■ **What you have to do**: Among the entries below, find every line that has "NewCourseRequest" and pull it out.

■ **Given records**:
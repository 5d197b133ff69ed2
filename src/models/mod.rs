pub mod course;
pub mod department;
pub mod enrollment;
pub mod instructor;
pub mod student;

pub use course::{Course, CourseApprovalRequest, NewCourseRequest, UpdateCourseRequest};
pub use department::{Department, NewDepartmentRequest, UpdateDepartmentRequest};
pub use enrollment::{
    Enrollment, EnrollmentFilter, EnrollmentStatus, NewEnrollmentRequest, SelfEnrollRequest,
    UpdateEnrollmentRequest,
};
pub use instructor::{Instructor, NewInstructorRequest, UpdateInstructorRequest};
pub use student::{NewStudentRequest, Student, UpdateStudentRequest};
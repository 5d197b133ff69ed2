mod charts;
mod courses;
mod departments;
mod enrollments;
mod instructors;
mod students;

use axum::{Json, Router, extract::State, http::StatusCode, routing::get};
use serde::Serialize;
use tower_http::trace::TraceLayer;

use crate::academics::Term;
use crate::error::AppError;
use crate::services::{DashboardMetrics, metrics};
use crate::state::AppState;

pub fn router(state: AppState) -> Router {
    let api = Router::new()
        .merge(departments::routes())
        .merge(instructors::routes())
        .merge(courses::routes())
        .merge(students::routes())
        .merge(enrollments::routes())
        .merge(charts::routes())
        .route("/terms/current", get(current_term))
        .route("/dashboard/metrics", get(dashboard_metrics));

    Router::new()
        .route("/health", get(health))
        .nest("/api", api)
        .layer(TraceLayer::new_for_http())
        .with_state(state)
}

async fn health(State(state): State<AppState>) -> Result<StatusCode, AppError> {
    sqlx::query("select 1").execute(&state.db).await?;
    Ok(StatusCode::OK)
}

#[derive(Serialize)]
struct CurrentTermResponse {
    term: Term,
    pinned: bool,
}

async fn current_term(State(state): State<AppState>) -> Json<CurrentTermResponse> {
    Json(CurrentTermResponse {
        term: state.enrollments.current_term(),
        pinned: state.enrollments.calendar().is_pinned(),
    })
}

/// Latest snapshot from the scheduler, or a fresh one before its first tick.
async fn dashboard_metrics(
    State(state): State<AppState>,
) -> Result<Json<DashboardMetrics>, AppError> {
    let latest = state.metrics.borrow().clone();
    let snapshot = match latest {
        Some(m) => m,
        None => metrics::collect_metrics(&state.db).await?,
    };
    Ok(Json(snapshot))
}
use tracing::info;
use tracing_subscriber::{layer::SubscriberExt, util::SubscriberInitExt};

use campus::api::router;
use campus::config::AppConfig;
use campus::services::{MetricsScheduler, SweepScheduler};
use campus::{build_state, completion_sweep, db};

#[tokio::main]
async fn main() -> Result<(), Box<dyn std::error::Error>> {
    dotenvy::dotenv().ok();

    tracing_subscriber::registry()
        .with(tracing_subscriber::EnvFilter::new(
            std::env::var("RUST_LOG").unwrap_or_else(|_| "campus=debug,tower_http=info".to_string()),
        ))
        .with(tracing_subscriber::fmt::layer())
        .init();

    let config = AppConfig::new_from_env()?;

    let pool = db::connect(&config.database_url, config.max_connections).await?;
    db::migrate(&pool).await?;

    let calendar = config.term_calendar();
    info!(
        "current term: {} ({})",
        calendar.current_term(chrono::Utc::now().date_naive()),
        if calendar.is_pinned() { "pinned" } else { "from clock" }
    );

    let (state, publisher) = build_state(pool.clone(), &config);

    let sweep = SweepScheduler::new(completion_sweep(pool.clone(), &config), config.sweep_interval_secs);
    tokio::spawn(sweep.start());

    let metrics = MetricsScheduler::new(pool, publisher, config.metrics_interval_secs);
    tokio::spawn(metrics.start());

    let app = router(state);

    info!("listening on http://{}", config.bind_addr);

    let listener = tokio::net::TcpListener::bind(config.bind_addr).await?;
    axum::serve(listener, app).await?;

    Ok(())
}
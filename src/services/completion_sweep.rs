use std::collections::BTreeSet;

use chrono::{NaiveDate, Utc};
use serde::Serialize;
use sqlx::SqlitePool;
use tracing::{info, warn};

use crate::academics::{Term, TermCalendar, TermPhase, letter_grade};
use crate::db::{self, enrollments};
use crate::error::AppError;
use crate::models::EnrollmentStatus;
use crate::services::enrollment_service::recompute_gpa_in;

#[derive(Debug, Default, Clone, PartialEq, Serialize)]
pub struct SweepStats {
    pub completed: usize,
    pub skipped: usize,
    pub students_recomputed: usize,
}

/// Closes out approved enrollments once their course has ended.
#[derive(Clone)]
pub struct CompletionSweep {
    db: SqlitePool,
    calendar: TermCalendar,
    default_grade: f64,
}

impl CompletionSweep {
    pub fn new(db: SqlitePool, calendar: TermCalendar, default_grade: f64) -> Self {
        Self {
            db,
            calendar,
            default_grade,
        }
    }

    pub async fn run(&self, today: NaiveDate) -> Result<SweepStats, AppError> {
        let mut stats = SweepStats::default();
        let mut tx = db::begin_write(&self.db).await?;

        let candidates = enrollments::fetch_completion_candidates(&mut *tx, today).await?;
        let mut touched = BTreeSet::new();

        for mut enrollment in candidates {
            let term = match enrollment.term.parse::<Term>() {
                Ok(term) => term,
                Err(e) => {
                    warn!("skipping enrollment {}: {}", enrollment.id, e);
                    stats.skipped += 1;
                    continue;
                }
            };
            // Grades may not appear before a term is over.
            if self.calendar.classify(term, today) != TermPhase::Past {
                stats.skipped += 1;
                continue;
            }

            let grade = enrollment.grade.unwrap_or(self.default_grade);
            enrollment.status = EnrollmentStatus::Completed;
            enrollment.grade = Some(grade);
            enrollment.letter_grade = Some(letter_grade(grade).to_string());
            enrollment.progress = 100;
            enrollment.updated_at = Utc::now();

            enrollments::update_enrollment(&mut *tx, &enrollment, None).await?;
            touched.insert(enrollment.student_id);
            stats.completed += 1;
        }

        for student_id in &touched {
            recompute_gpa_in(&mut tx, student_id).await?;
        }
        stats.students_recomputed = touched.len();

        tx.commit().await?;

        info!(
            "completion sweep: completed {}, skipped {}, recomputed {} students",
            stats.completed, stats.skipped, stats.students_recomputed
        );
        Ok(stats)
    }
}
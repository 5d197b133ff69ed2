use chrono::{DateTime, NaiveDate, Utc};
use serde::{Deserialize, Serialize};
use sqlx::FromRow;
use validator::Validate;

#[derive(Debug, Clone, Serialize, Deserialize, FromRow)]
pub struct Student {
    pub id: String,
    pub name: String,
    pub email: String,
    pub major: String,
    pub department_id: Option<String>,
    pub advisor_id: Option<String>,
    /// Derived from enrollments, never written by clients.
    pub gpa: f64,
    pub total_credits_required: i32,
    pub enrollment_date: NaiveDate,
    pub created_at: DateTime<Utc>,
    pub updated_at: DateTime<Utc>,
}

#[derive(Debug, Clone, Serialize, Deserialize, Validate)]
pub struct NewStudentRequest {
    #[validate(length(min = 1, max = 120))]
    pub name: String,
    #[validate(email)]
    pub email: String,
    #[validate(length(min = 1, max = 120))]
    pub major: String,
    pub department_id: Option<String>,
    pub advisor_id: Option<String>,
    #[validate(range(min = 1, max = 400))]
    pub total_credits_required: Option<i32>,
    pub enrollment_date: Option<NaiveDate>,
}

#[derive(Debug, Clone, Default, Serialize, Deserialize, Validate)]
pub struct UpdateStudentRequest {
    #[validate(length(min = 1, max = 120))]
    pub name: Option<String>,
    #[validate(email)]
    pub email: Option<String>,
    #[validate(length(min = 1, max = 120))]
    pub major: Option<String>,
    pub department_id: Option<String>,
    pub advisor_id: Option<String>,
    #[validate(range(min = 1, max = 400))]
    pub total_credits_required: Option<i32>,
}
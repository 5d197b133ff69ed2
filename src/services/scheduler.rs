use std::sync::Arc;
use std::time::Duration;

use chrono::Utc;
use sqlx::SqlitePool;
use tracing::{info, warn};

use crate::error::AppError;
use crate::services::completion_sweep::{CompletionSweep, SweepStats};
use crate::services::metrics::{self, DashboardMetrics, MetricsPublisher};

/// Recomputes dashboard metrics on a fixed interval and hands them to the
/// publisher. A failed tick is logged and retried on the next one.
pub struct MetricsScheduler {
    db: SqlitePool,
    publisher: Arc<dyn MetricsPublisher>,
    interval: Duration,
}

impl MetricsScheduler {
    pub fn new(db: SqlitePool, publisher: Arc<dyn MetricsPublisher>, interval_secs: u64) -> Self {
        Self {
            db,
            publisher,
            interval: Duration::from_secs(interval_secs.max(1)),
        }
    }

    pub async fn start(self) {
        info!("Starting metrics scheduler (interval: {:?})", self.interval);

        loop {
            match self.tick().await {
                Ok(m) => {
                    info!(
                        "Metrics published - students: {}, active enrollments: {}, pending: {}, avg gpa: {:.2}",
                        m.total_students, m.active_enrollments, m.pending_approvals, m.average_gpa
                    );
                }
                Err(e) => {
                    warn!("Metrics refresh failed: {:?}", e);
                }
            }

            tokio::time::sleep(self.interval).await;
        }
    }

    pub async fn tick(&self) -> Result<DashboardMetrics, AppError> {
        let snapshot = metrics::collect_metrics(&self.db).await?;
        self.publisher.publish(snapshot.clone()).await?;
        Ok(snapshot)
    }
}

/// Runs the completion sweep periodically, starting immediately.
pub struct SweepScheduler {
    sweep: CompletionSweep,
    interval: Duration,
}

impl SweepScheduler {
    pub fn new(sweep: CompletionSweep, interval_secs: u64) -> Self {
        Self {
            sweep,
            interval: Duration::from_secs(interval_secs.max(1)),
        }
    }

    pub async fn start(self) {
        info!("Starting completion sweep scheduler (interval: {:?})", self.interval);

        loop {
            if let Err(e) = self.tick().await {
                warn!("Completion sweep failed: {:?}", e);
            }

            tokio::time::sleep(self.interval).await;
        }
    }

    pub async fn tick(&self) -> Result<SweepStats, AppError> {
        self.sweep.run(Utc::now().date_naive()).await
    }
}
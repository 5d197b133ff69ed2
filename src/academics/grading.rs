use crate::models::EnrollmentStatus;

pub const MIN_GRADE: f64 = 0.0;
pub const MAX_GRADE: f64 = 4.0;

/// Applied when an enrollment is completed without an explicit grade.
pub const DEFAULT_COMPLETION_GRADE: f64 = 3.5;

const LETTER_BANDS: [(f64, &str); 10] = [
    (3.85, "A"),
    (3.5, "A-"),
    (3.15, "B+"),
    (2.85, "B"),
    (2.5, "B-"),
    (2.15, "C+"),
    (1.85, "C"),
    (1.5, "C-"),
    (1.15, "D+"),
    (0.85, "D"),
];

pub fn is_valid_grade(grade: f64) -> bool {
    grade.is_finite() && (MIN_GRADE..=MAX_GRADE).contains(&grade)
}

pub fn letter_grade(grade: f64) -> &'static str {
    LETTER_BANDS
        .iter()
        .find(|(floor, _)| grade >= *floor)
        .map(|(_, letter)| *letter)
        .unwrap_or("F")
}

/// Simple mean over graded enrollments that were not dropped; 0.0 when
/// nothing qualifies. Not credit weighted.
pub fn compute_gpa<I>(rows: I) -> f64
where
    I: IntoIterator<Item = (EnrollmentStatus, Option<f64>)>,
{
    let (sum, count) = rows
        .into_iter()
        .filter(|(status, _)| *status != EnrollmentStatus::Dropped)
        .filter_map(|(_, grade)| grade)
        .fold((0.0_f64, 0_u32), |(sum, count), grade| (sum + grade, count + 1));

    if count == 0 { 0.0 } else { sum / f64::from(count) }
}
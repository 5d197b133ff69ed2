#![allow(dead_code)]

use campus::academics::{Season, Term, TermCalendar};
use campus::db::{self, courses, departments, students};
use campus::models::{
    Course, Department, NewCourseRequest, NewDepartmentRequest, NewStudentRequest, Student,
};
use campus::services::EnrollmentService;
use chrono::NaiveDate;
use sqlx::SqlitePool;
use tempfile::TempDir;

pub const DEFAULT_GRADE: f64 = 3.5;

pub fn fall_2025() -> Term {
    Term::new(Season::Fall, 2025)
}

pub fn calendar() -> TermCalendar {
    TermCalendar::pinned(fall_2025())
}

pub fn date(y: i32, m: u32, d: u32) -> NaiveDate {
    NaiveDate::from_ymd_opt(y, m, d).expect("valid date")
}

pub async fn setup_pool() -> SqlitePool {
    let pool = db::connect_in_memory()
        .await
        .expect("Failed to create database");
    db::migrate(&pool).await.expect("Failed to run migrations");
    pool
}

/// File-backed pool with several connections, for tests that need real
/// concurrent writers. Keep the returned directory alive for the test.
pub async fn setup_file_pool(max_connections: u32) -> (TempDir, SqlitePool) {
    let dir = tempfile::tempdir().expect("Failed to create temp dir");
    let url = format!("sqlite://{}", dir.path().join("campus.db").display());
    let pool = db::connect(&url, max_connections)
        .await
        .expect("Failed to create database");
    db::migrate(&pool).await.expect("Failed to run migrations");
    (dir, pool)
}

pub async fn setup() -> (SqlitePool, EnrollmentService) {
    let pool = setup_pool().await;
    let service = EnrollmentService::new(pool.clone(), calendar(), DEFAULT_GRADE);
    (pool, service)
}

pub async fn department(pool: &SqlitePool, code: &str) -> Department {
    departments::insert_department(
        pool,
        NewDepartmentRequest {
            name: format!("Department {code}"),
            code: code.to_string(),
        },
    )
    .await
    .expect("Failed to insert department")
}

pub async fn course(
    pool: &SqlitePool,
    department_id: &str,
    code: &str,
    capacity: i32,
    requires_approval: bool,
) -> Course {
    courses::insert_course(
        pool,
        NewCourseRequest {
            code: code.to_string(),
            title: format!("Course {code}"),
            description: None,
            credits: 3,
            department_id: department_id.to_string(),
            instructor_id: None,
            capacity,
            requires_approval,
            start_date: date(2025, 9, 1),
            end_date: date(2025, 12, 15),
        },
    )
    .await
    .expect("Failed to insert course")
}

pub async fn student(pool: &SqlitePool, handle: &str) -> Student {
    students::insert_student(
        pool,
        NewStudentRequest {
            name: handle.to_string(),
            email: format!("{handle}@example.edu"),
            major: "Undeclared".to_string(),
            department_id: None,
            advisor_id: None,
            total_credits_required: None,
            enrollment_date: None,
        },
    )
    .await
    .expect("Failed to insert student")
}

pub async fn gpa_of(pool: &SqlitePool, student_id: &str) -> f64 {
    students::find_student_by_id(pool, student_id)
        .await
        .expect("Failed to fetch student")
        .expect("Student not found")
        .gpa
}
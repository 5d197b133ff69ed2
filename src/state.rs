use sqlx::SqlitePool;
use tokio::sync::watch;

use crate::services::{DashboardMetrics, EnrollmentService};

#[derive(Clone)]
pub struct AppState {
    pub db: SqlitePool,
    pub enrollments: EnrollmentService,
    pub metrics: watch::Receiver<Option<DashboardMetrics>>,
}
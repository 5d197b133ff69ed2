pub mod grading;
pub mod lifecycle;
pub mod term;

pub use grading::{DEFAULT_COMPLETION_GRADE, compute_gpa, letter_grade};
pub use lifecycle::{EnrollmentOrigin, RuleViolation};
pub use term::{Season, Term, TermCalendar, TermParseError, TermPhase};
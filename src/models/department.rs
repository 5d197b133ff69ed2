use chrono::{DateTime, Utc};
use serde::{Deserialize, Serialize};
use sqlx::FromRow;
use validator::Validate;

#[derive(Debug, Clone, Serialize, Deserialize, FromRow)]
pub struct Department {
    pub id: String,
    pub name: String,
    pub code: String,
    pub created_at: DateTime<Utc>,
    pub updated_at: DateTime<Utc>,
}

#[derive(Debug, Clone, Serialize, Deserialize, Validate)]
pub struct NewDepartmentRequest {
    #[validate(length(min = 1, max = 120))]
    pub name: String,
    #[validate(length(min = 1, max = 10))]
    pub code: String,
}

#[derive(Debug, Clone, Default, Serialize, Deserialize, Validate)]
pub struct UpdateDepartmentRequest {
    #[validate(length(min = 1, max = 120))]
    pub name: Option<String>,
    #[validate(length(min = 1, max = 10))]
    pub code: Option<String>,
}
use axum::{
    Json, Router,
    extract::{Path, State},
    routing::get,
};

use crate::db::reports::{self, CourseEnrollmentPoint, LabelCount, StatusCount, StudentProgressPoint};
use crate::db::students;
use crate::error::AppError;
use crate::services::metrics::gpa_distribution;
use crate::state::AppState;

pub fn routes() -> Router<AppState> {
    Router::new()
        .route("/charts/enrollments-by-course", get(enrollments_by_course))
        .route("/charts/status-breakdown", get(status_breakdown))
        .route("/charts/grade-distribution", get(grade_distribution))
        .route("/charts/gpa-distribution", get(gpa_chart))
        .route("/charts/students-by-department", get(students_by_department))
        .route("/charts/students/{id}/progress", get(student_progress))
}

async fn enrollments_by_course(
    State(state): State<AppState>,
) -> Result<Json<Vec<CourseEnrollmentPoint>>, AppError> {
    Ok(Json(reports::enrollments_by_course(&state.db).await?))
}

async fn status_breakdown(
    State(state): State<AppState>,
) -> Result<Json<Vec<StatusCount>>, AppError> {
    Ok(Json(reports::status_breakdown(&state.db).await?))
}

async fn grade_distribution(
    State(state): State<AppState>,
) -> Result<Json<Vec<LabelCount>>, AppError> {
    Ok(Json(reports::letter_grade_distribution(&state.db).await?))
}

async fn gpa_chart(State(state): State<AppState>) -> Result<Json<Vec<LabelCount>>, AppError> {
    let gpas = reports::student_gpas(&state.db).await?;
    Ok(Json(gpa_distribution(&gpas)))
}

async fn students_by_department(
    State(state): State<AppState>,
) -> Result<Json<Vec<LabelCount>>, AppError> {
    Ok(Json(reports::students_by_department(&state.db).await?))
}

async fn student_progress(
    State(state): State<AppState>,
    Path(id): Path<String>,
) -> Result<Json<Vec<StudentProgressPoint>>, AppError> {
    if students::find_student_by_id(&state.db, &id).await?.is_none() {
        return Err(AppError::NotFound);
    }
    Ok(Json(reports::student_progress(&state.db, &id).await?))
}
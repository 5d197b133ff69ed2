use serde::Serialize;
use sqlx::{FromRow, SqlitePool};

use crate::models::EnrollmentStatus;

#[derive(Debug, Clone, Serialize, FromRow)]
pub struct CourseEnrollmentPoint {
    pub course_id: String,
    pub code: String,
    pub title: String,
    pub capacity: i32,
    pub seats_taken: i64,
    pub pending: i64,
}

#[derive(Debug, Clone, Serialize, FromRow)]
pub struct StatusCount {
    pub status: EnrollmentStatus,
    pub count: i64,
}

#[derive(Debug, Clone, Serialize, FromRow)]
pub struct LabelCount {
    pub label: String,
    pub count: i64,
}

#[derive(Debug, Clone, Serialize, FromRow)]
pub struct StudentProgressPoint {
    pub enrollment_id: String,
    pub course_code: String,
    pub course_title: String,
    pub term: String,
    pub status: EnrollmentStatus,
    pub progress: i32,
    pub hours_studied: f64,
    pub grade: Option<f64>,
}

#[derive(Debug, Clone, Default, PartialEq, FromRow)]
pub struct Totals {
    pub students: i64,
    pub instructors: i64,
    pub courses: i64,
    pub departments: i64,
    pub active_enrollments: i64,
    pub pending_approvals: i64,
    pub average_gpa: Option<f64>,
}

pub async fn enrollments_by_course(
    db: &SqlitePool,
) -> Result<Vec<CourseEnrollmentPoint>, sqlx::Error> {
    sqlx::query_as::<_, CourseEnrollmentPoint>(
        r#"
        SELECT c.id AS course_id,
               c.code,
               c.title,
               c.capacity,
               COALESCE(SUM(CASE WHEN e.status IN ('Approved', 'Completed') THEN 1 ELSE 0 END), 0) AS seats_taken,
               COALESCE(SUM(CASE WHEN e.status = 'Pending' THEN 1 ELSE 0 END), 0) AS pending
        FROM courses c
        LEFT JOIN enrollments e ON e.course_id = c.id
        GROUP BY c.id, c.code, c.title, c.capacity
        ORDER BY c.code
        "#,
    )
    .fetch_all(db)
    .await
}

pub async fn status_breakdown(db: &SqlitePool) -> Result<Vec<StatusCount>, sqlx::Error> {
    sqlx::query_as::<_, StatusCount>(
        "SELECT status, COUNT(*) AS count FROM enrollments GROUP BY status ORDER BY status",
    )
    .fetch_all(db)
    .await
}

pub async fn letter_grade_distribution(db: &SqlitePool) -> Result<Vec<LabelCount>, sqlx::Error> {
    sqlx::query_as::<_, LabelCount>(
        r#"
        SELECT letter_grade AS label, COUNT(*) AS count
        FROM enrollments
        WHERE letter_grade IS NOT NULL AND status != 'Dropped'
        GROUP BY letter_grade
        ORDER BY letter_grade
        "#,
    )
    .fetch_all(db)
    .await
}

pub async fn students_by_department(db: &SqlitePool) -> Result<Vec<LabelCount>, sqlx::Error> {
    sqlx::query_as::<_, LabelCount>(
        r#"
        SELECT COALESCE(d.name, 'Undeclared') AS label, COUNT(*) AS count
        FROM students s
        LEFT JOIN departments d ON d.id = s.department_id
        GROUP BY label
        ORDER BY count DESC, label
        "#,
    )
    .fetch_all(db)
    .await
}

pub async fn student_gpas(db: &SqlitePool) -> Result<Vec<f64>, sqlx::Error> {
    sqlx::query_scalar("SELECT gpa FROM students")
        .fetch_all(db)
        .await
}

pub async fn student_progress(
    db: &SqlitePool,
    student_id: &str,
) -> Result<Vec<StudentProgressPoint>, sqlx::Error> {
    sqlx::query_as::<_, StudentProgressPoint>(
        r#"
        SELECT e.id AS enrollment_id,
               c.code AS course_code,
               c.title AS course_title,
               e.term,
               e.status,
               e.progress,
               e.hours_studied,
               e.grade
        FROM enrollments e
        JOIN courses c ON c.id = e.course_id
        WHERE e.student_id = ?
        ORDER BY e.enrolled_at
        "#,
    )
    .bind(student_id)
    .fetch_all(db)
    .await
}

pub async fn totals(db: &SqlitePool) -> Result<Totals, sqlx::Error> {
    sqlx::query_as::<_, Totals>(
        r#"
        SELECT
            (SELECT COUNT(*) FROM students) AS students,
            (SELECT COUNT(*) FROM instructors) AS instructors,
            (SELECT COUNT(*) FROM courses) AS courses,
            (SELECT COUNT(*) FROM departments) AS departments,
            (SELECT COUNT(*) FROM enrollments WHERE status = 'Approved') AS active_enrollments,
            (SELECT COUNT(*) FROM enrollments WHERE status = 'Pending') AS pending_approvals,
            (SELECT AVG(gpa) FROM students WHERE gpa > 0) AS average_gpa
        "#,
    )
    .fetch_one(db)
    .await
}
use axum::{
    Json, Router,
    extract::{Path, State},
    http::StatusCode,
    routing::{get, post},
};
use serde::Serialize;
use validator::Validate;

use crate::db::{enrollments, students};
use crate::error::AppError;
use crate::models::{
    Enrollment, EnrollmentFilter, NewStudentRequest, SelfEnrollRequest, Student,
    UpdateStudentRequest,
};
use crate::state::AppState;

pub fn routes() -> Router<AppState> {
    Router::new()
        .route("/students", get(list_students).post(create_student))
        .route(
            "/students/{id}",
            get(get_student).put(update_student).delete(delete_student),
        )
        .route(
            "/students/{id}/enrollments",
            get(list_student_enrollments).post(enroll),
        )
        .route("/students/{id}/gpa/recalculate", post(recalculate_gpa))
}

async fn list_students(State(state): State<AppState>) -> Result<Json<Vec<Student>>, AppError> {
    Ok(Json(students::fetch_students(&state.db).await?))
}

async fn get_student(
    State(state): State<AppState>,
    Path(id): Path<String>,
) -> Result<Json<Student>, AppError> {
    let student = students::find_student_by_id(&state.db, &id)
        .await?
        .ok_or(AppError::NotFound)?;
    Ok(Json(student))
}

async fn create_student(
    State(state): State<AppState>,
    Json(req): Json<NewStudentRequest>,
) -> Result<(StatusCode, Json<Student>), AppError> {
    req.validate()?;
    let student = students::insert_student(&state.db, req).await?;
    Ok((StatusCode::CREATED, Json(student)))
}

async fn update_student(
    State(state): State<AppState>,
    Path(id): Path<String>,
    Json(req): Json<UpdateStudentRequest>,
) -> Result<Json<Student>, AppError> {
    req.validate()?;
    let student = students::update_student(&state.db, &id, req)
        .await?
        .ok_or(AppError::NotFound)?;
    Ok(Json(student))
}

async fn delete_student(
    State(state): State<AppState>,
    Path(id): Path<String>,
) -> Result<StatusCode, AppError> {
    if students::delete_student(&state.db, &id).await? {
        Ok(StatusCode::NO_CONTENT)
    } else {
        Err(AppError::NotFound)
    }
}

async fn list_student_enrollments(
    State(state): State<AppState>,
    Path(id): Path<String>,
) -> Result<Json<Vec<Enrollment>>, AppError> {
    let filter = EnrollmentFilter {
        student_id: Some(id),
        ..Default::default()
    };
    Ok(Json(enrollments::fetch_enrollments(&state.db, &filter).await?))
}

async fn enroll(
    State(state): State<AppState>,
    Path(id): Path<String>,
    Json(req): Json<SelfEnrollRequest>,
) -> Result<(StatusCode, Json<Enrollment>), AppError> {
    let enrollment = state
        .enrollments
        .enroll_self(&id, &req.course_id, req.term.as_deref())
        .await?;
    Ok((StatusCode::CREATED, Json(enrollment)))
}

#[derive(Serialize)]
struct GpaResponse {
    student_id: String,
    gpa: f64,
}

async fn recalculate_gpa(
    State(state): State<AppState>,
    Path(id): Path<String>,
) -> Result<Json<GpaResponse>, AppError> {
    let gpa = state.enrollments.recompute_gpa(&id).await?;
    Ok(Json(GpaResponse { student_id: id, gpa }))
}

■ **Solution for this exercise**:
pub use course::{Course, CourseApprovalRequest, NewCourseRequest, UpdateCourseRequest};
    Course, Department, NewCourseRequest, NewDepartmentRequest, NewStudentRequest, Student,
        NewCourseRequest {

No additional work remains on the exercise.